══ Recorded data ══
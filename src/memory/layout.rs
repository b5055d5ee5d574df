//! Final placement of blocks in the arena and write-back of slot offsets.

use tracing::{debug, warn};

use super::block::{Block, Slot, SlotKind};
use crate::error::{PlanError, PlanResult};
use crate::graph::{Graph, INVALID_OFFSET};

/// Resize every surviving block and pack them back to back in container
/// order. Returns the arena size.
pub fn resolve_layout(blocks: &mut [Block], alignment: u64) -> PlanResult<u64> {
    let mut cursor: u64 = 0;
    for block in blocks.iter_mut().filter(|b| !b.is_deleted()) {
        block.resize(alignment);
        let end = cursor
            .checked_add(block.size())
            .filter(|end| *end <= i64::MAX as u64)
            .ok_or_else(|| PlanError::SizeOverflow {
                node: format!("block {}", block.id().0),
                size: block.size(),
            })?;
        block.place(cursor);
        debug!("Block {} size {} placed at {}", block.id().0, block.size(), cursor);
        cursor = end;
    }
    Ok(cursor)
}

/// Write every placed block's head offset to its member slots, and offset 0
/// to every zero slot.
pub fn write_back(graph: &mut Graph, blocks: &[Block], zero_slots: &[Slot]) {
    for block in blocks.iter().filter(|b| !b.is_deleted()) {
        let Some(head) = block.head_offset() else {
            continue;
        };
        for slot in block.members() {
            write_slot(graph, *slot, head as i64, false);
        }
    }
    for slot in zero_slots {
        write_slot(graph, *slot, 0, true);
    }
}

fn write_slot(graph: &mut Graph, slot: Slot, offset: i64, force: bool) {
    let Some(node) = graph.node_mut(slot.node) else {
        warn!("Cannot write offset of {:?}: node missing", slot);
        return;
    };
    let smallest_wins =
        !force && slot.kind == SlotKind::Output && node.op_type.keeps_smallest_offset();
    let offsets = match slot.kind {
        SlotKind::Output => &mut node.output_offsets,
        SlotKind::Workspace => &mut node.workspace_offsets,
    };
    if offsets.len() <= slot.index {
        offsets.resize(slot.index + 1, INVALID_OFFSET);
    }
    let current = offsets[slot.index];
    if smallest_wins && current != INVALID_OFFSET && current <= offset {
        return;
    }
    offsets[slot.index] = offset;
}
═══
# Activity
Among the lines above, the ones holding the word "PlanError" must be counted; only that count is to be given.

# Result of the task
2